Uma forma de realizar esse esforço de propagação dos meios de acesso que conta com experiências de sucesso (e alguns fracassos) em vários países é o telecentro comunitário. Há esforços importantes para construir e manter redes de telecentros que, além de contarem com uma rede local de computadores conectados à Internet, mantêm no mesmo espaço um programa de treinamento no uso da tecnologia para disseminação e intercâmbio – são os TCMPs (telecentros multipropósito)3. Como uma das dificuldades desses telecentros é a auto-suficiência, normalmente eles não são gratuitos, procurando combinar a cobrança (a preços quase simbólicos) pelo uso com a busca de patrocínios de empresas, agências e governos. Os mais exitosos TCMPs são os construidos e mantidos por iniciativas locais, dependendo minimamente ou nada de verbas governamentais ou internacionais.

Surpreendemente, apesar do desenvolvimento técnico da Internet brasileira e do esforço da Rede Nacional de Pesquisa (RNP) de estender seus serviços a entidades civis (muitas vezes com forte oposição interna), o Brasil é um dos países que, tendo em conta esse desenvolvimento, tem um péssimo registro no esforço de realizar o acesso universal.

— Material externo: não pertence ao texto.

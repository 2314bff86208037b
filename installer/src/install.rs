//! Install, upgrade and uninstall orchestration.
//!
//! The install pipeline is strictly sequential:
//! select → download → verify → extract → locate → place → record.
//! Any failure before placement leaves the bin directory untouched; there
//! is no retry and no fallback to a different artefact.

use crate::artefact::download::{ArtefactDownloader, HttpDownloader};
use crate::artefact::extraction::{ArtefactExtractor, GzipExtractor};
use crate::artefact::naming::BINARY_NAME;
use crate::artefact::platform::Platform;
use crate::artefact::verification::verify_checksum;
use crate::artefact::version::ReleaseVersion;
use crate::catalog::{Artefact, CatalogError, Release, ReleaseCatalog};
use crate::error::{InstallerError, Result};
use crate::output::{success_message, write_stderr_line};
use crate::receipt::InstallReceipt;
use crate::stager::Stager;
use camino::{Utf8Path, Utf8PathBuf};
use log::{debug, warn};
use std::io::Write;
use std::path::{Path, PathBuf};
use std::time::Duration;

/// Everything the install pipeline needs to know.
#[derive(Debug, Clone, Copy)]
pub struct InstallRequest<'a> {
    /// Catalog to select the release from.
    pub catalog: &'a ReleaseCatalog,
    /// Release to install; `None` means the latest.
    pub version: Option<ReleaseVersion>,
    /// Platform whose artefact is selected.
    pub platform: Platform,
    /// Directory the binary is placed into.
    pub bin_dir: &'a Utf8Path,
    /// Where the install receipt lives.
    pub receipt_path: &'a Utf8Path,
    /// Network timeout for the archive download.
    pub download_timeout: Duration,
    /// When true, suppress progress output.
    pub quiet: bool,
}

/// The release and artefact an install would use.
#[derive(Debug, Clone, Copy)]
pub struct InstallPlan<'a> {
    /// Selected release.
    pub release: &'a Release,
    /// Artefact matching the platform.
    pub artefact: &'a Artefact,
}

/// Result of a completed install.
#[derive(Debug, Clone, PartialEq, Eq)]
pub struct InstallOutcome {
    /// The receipt written for the new install.
    pub receipt: InstallReceipt,
    /// Version that was installed before, if the receipt recorded one.
    pub previous: Option<ReleaseVersion>,
}

/// Result of an upgrade request.
#[derive(Debug, Clone, PartialEq, Eq)]
pub enum UpgradeOutcome {
    /// The installed version is already the latest.
    UpToDate(ReleaseVersion),
    /// A newer release (or a first install) was placed.
    Installed(InstallOutcome),
}

/// Result of an uninstall.
#[derive(Debug, Clone, PartialEq, Eq)]
pub struct UninstallOutcome {
    /// The binary that was deleted, if one existed.
    pub removed_binary: Option<Utf8PathBuf>,
    /// The version the receipt recorded, if any.
    pub version: Option<ReleaseVersion>,
}

/// Look up `version` in the catalog, or the latest release for `None`.
///
/// # Errors
///
/// Returns [`InstallerError::ReleaseNotFound`] for an unknown version.
pub fn select_release(
    catalog: &ReleaseCatalog,
    version: Option<ReleaseVersion>,
) -> Result<&Release> {
    match version {
        Some(version) => catalog
            .release(version)
            .ok_or(InstallerError::ReleaseNotFound { version }),
        None => Ok(catalog.latest().ok_or(CatalogError::NoReleases)?),
    }
}

/// Resolve the release and platform artefact without side effects.
///
/// # Errors
///
/// Returns [`InstallerError::ReleaseNotFound`] for an unknown version and
/// an unsupported-platform error when the release has no matching artefact.
pub fn plan_install(
    catalog: &ReleaseCatalog,
    version: Option<ReleaseVersion>,
    platform: Platform,
) -> Result<InstallPlan<'_>> {
    let release = select_release(catalog, version)?;
    let artefact = release.select(platform)?;
    Ok(InstallPlan { release, artefact })
}

/// Install a release using the production downloader and extractor.
///
/// # Errors
///
/// See [`install_release_with`].
pub fn install_release(
    request: &InstallRequest<'_>,
    stderr: &mut dyn Write,
) -> Result<InstallOutcome> {
    let downloader = HttpDownloader::new(request.download_timeout);
    install_release_with(request, &downloader, &GzipExtractor, stderr)
}

/// Testable inner function with injected dependencies.
///
/// The production entry point [`install_release`] delegates here with
/// real implementations; tests inject mocks.
///
/// # Errors
///
/// Returns an [`InstallerError`] for an unknown release, an unsupported
/// platform, a failed download, a checksum mismatch, a malformed archive,
/// an archive without the binary, or a placement or receipt failure.
pub fn install_release_with(
    request: &InstallRequest<'_>,
    downloader: &dyn ArtefactDownloader,
    extractor: &dyn ArtefactExtractor,
    stderr: &mut dyn Write,
) -> Result<InstallOutcome> {
    let plan = plan_install(request.catalog, request.version, request.platform)?;
    let artefact = plan.artefact;
    let archive_name = artefact.archive_name().filename();

    let stager = Stager::new(request.bin_dir.to_owned());
    stager.prepare()?;

    let temp_dir = tempfile::tempdir()?;
    let archive_path = temp_dir.path().join(&archive_name);

    progress(request, stderr, format!("Downloading {archive_name}..."));
    downloader.download_archive(artefact.url(), &archive_path)?;

    progress(
        request,
        stderr,
        format!("Verifying SHA-256 {}...", artefact.sha256().short()),
    );
    let digest = verify_checksum(&archive_path, artefact.sha256())?;

    let extract_dir = temp_dir.path().join("extracted");
    std::fs::create_dir_all(&extract_dir)?;
    let entries = extractor.extract(&archive_path, &extract_dir)?;
    let binary = locate_binary(&entries).ok_or_else(|| InstallerError::MissingBinary {
        archive: archive_name.clone(),
    })?;
    let source = utf8_path(extract_dir.join(binary))?;

    let previous = previous_version(request.receipt_path);
    let binary_path = stager.place(&source)?;
    let receipt = InstallReceipt::new(
        plan.release.version(),
        artefact.target().clone(),
        digest,
        binary_path,
    );
    receipt.save(request.receipt_path)?;

    progress(request, stderr, success_message(&receipt));
    Ok(InstallOutcome { receipt, previous })
}

/// Upgrade to the latest release using production implementations.
///
/// # Errors
///
/// See [`upgrade_with`].
pub fn upgrade(request: &InstallRequest<'_>, stderr: &mut dyn Write) -> Result<UpgradeOutcome> {
    let downloader = HttpDownloader::new(request.download_timeout);
    upgrade_with(request, &downloader, &GzipExtractor, stderr)
}

/// Install the requested (default latest) release if it is newer than the
/// version recorded in the receipt.
///
/// # Errors
///
/// Returns the receipt error when the receipt is corrupt, and any
/// [`install_release_with`] error otherwise.
pub fn upgrade_with(
    request: &InstallRequest<'_>,
    downloader: &dyn ArtefactDownloader,
    extractor: &dyn ArtefactExtractor,
    stderr: &mut dyn Write,
) -> Result<UpgradeOutcome> {
    let plan = plan_install(request.catalog, request.version, request.platform)?;
    let target = plan.release.version();
    if let Some(current) = InstallReceipt::load(request.receipt_path)? {
        if current.version >= target && current.binary_path.exists() {
            progress(
                request,
                stderr,
                format!("oclean {} is up to date", current.version),
            );
            return Ok(UpgradeOutcome::UpToDate(current.version));
        }
        progress(
            request,
            stderr,
            format!("Upgrading oclean {} -> {target}", current.version),
        );
    }
    let pinned = InstallRequest {
        version: Some(target),
        ..*request
    };
    install_release_with(&pinned, downloader, extractor, stderr).map(UpgradeOutcome::Installed)
}

/// Remove the installed binary and the receipt.
///
/// The binary recorded in the receipt is removed; without a receipt the
/// binary in `bin_dir` is removed.
///
/// # Errors
///
/// Returns [`InstallerError::NotInstalled`] when neither a receipt nor a
/// binary exists, and I/O or receipt errors otherwise.
pub fn uninstall(bin_dir: &Utf8Path, receipt_path: &Utf8Path) -> Result<UninstallOutcome> {
    let receipt = InstallReceipt::load(receipt_path)?;
    let installed_dir = receipt
        .as_ref()
        .and_then(|r| r.binary_path.parent())
        .unwrap_or(bin_dir);
    let stager = Stager::new(installed_dir.to_owned());

    let removed_binary = stager.remove()?.then(|| stager.binary_path());
    InstallReceipt::remove(receipt_path)?;

    if receipt.is_none() && removed_binary.is_none() {
        return Err(InstallerError::NotInstalled);
    }
    debug!("uninstalled {removed_binary:?}");
    Ok(UninstallOutcome {
        removed_binary,
        version: receipt.map(|r| r.version),
    })
}

/// Pick the `oclean` entry from the extracted files, preferring the
/// shallowest one.
fn locate_binary(entries: &[PathBuf]) -> Option<&Path> {
    entries
        .iter()
        .filter(|path| path.file_name().is_some_and(|name| name == BINARY_NAME))
        .min_by_key(|path| path.components().count())
        .map(PathBuf::as_path)
}

fn utf8_path(path: PathBuf) -> Result<Utf8PathBuf> {
    Utf8PathBuf::from_path_buf(path).map_err(|path| InstallerError::NonUtf8Path {
        path: path.display().to_string(),
    })
}

fn previous_version(receipt_path: &Utf8Path) -> Option<ReleaseVersion> {
    match InstallReceipt::load(receipt_path) {
        Ok(receipt) => receipt.map(|r| r.version),
        Err(e) => {
            warn!("ignoring unreadable receipt: {e}");
            None
        }
    }
}

fn progress(request: &InstallRequest<'_>, stderr: &mut dyn Write, message: impl std::fmt::Display) {
    if !request.quiet {
        write_stderr_line(stderr, message);
    }
}

#[cfg(test)]
#[path = "install_tests.rs"]
mod tests;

A presença de telecentros Internet no Brasil é ridícula se comparada com o Perú, por exemplo, em que a RCP (a Rede Científica Peruana)4 disseminou TCMPs por praticamente todas as principais cidades peruanas. Até mesmo em cidades devastadas pela guerra e pobreza em outros países há telecentros atuantes e operados por entidades civis – em Phnom Penh, por exemplo, pelo menos dois TCMPs são operados com sucesso por entidades civis5. Exemplos similares estão em outros países asiáticos e em vários países africanos (em que há um pioneirismo em formas inovadoras de conectividade). No Brasil, essas entidades ainda não buscam realizar um esforço coordenado de reduzir essa brecha, tanto pelo lado do acesso como pelo lado da disseminação de informação.

Curiosamente, o governo brasileiro tem tido um grande avanço, reconhecido mundialmente, no uso da rede para disseminar informação e serviços, enquanto as entidades civis comumente evitam o meio – particularmente as entidades mais tradicionais, com lideranças velhas que temem esse choque tecnológico de comunicação – ou apenas usam a rede para uma tímida troca de mensagens.

Em relação ao universo de mais de 200 mil entidades sem fins de lucro no país, a presença destas na Internet é ainda muito pequena – menos de um por cento delas têm páginas na rede que vão além da presença institucional e podem ser considerados espaços relevantes de disseminação de informação. Desde que o Ibase decidiu abandonar seu projeto pioneiro de rede6, ficou uma lacuna que somente agora começa a ser preenchida por iniciativas inovadoras, como a Rits (Rede de Informações para o Terceiro Setor) e esforços regionais como o Web Zumbi e a rede Ocara. Mas um terreno precioso se perdeu e precisa ser recuperado urgentemente. A causa do acesso universal não pode ser deixada nas mãos de acadêmicos, burocratas do Estado ou empresas privadas – porque é a própria causa da democracia.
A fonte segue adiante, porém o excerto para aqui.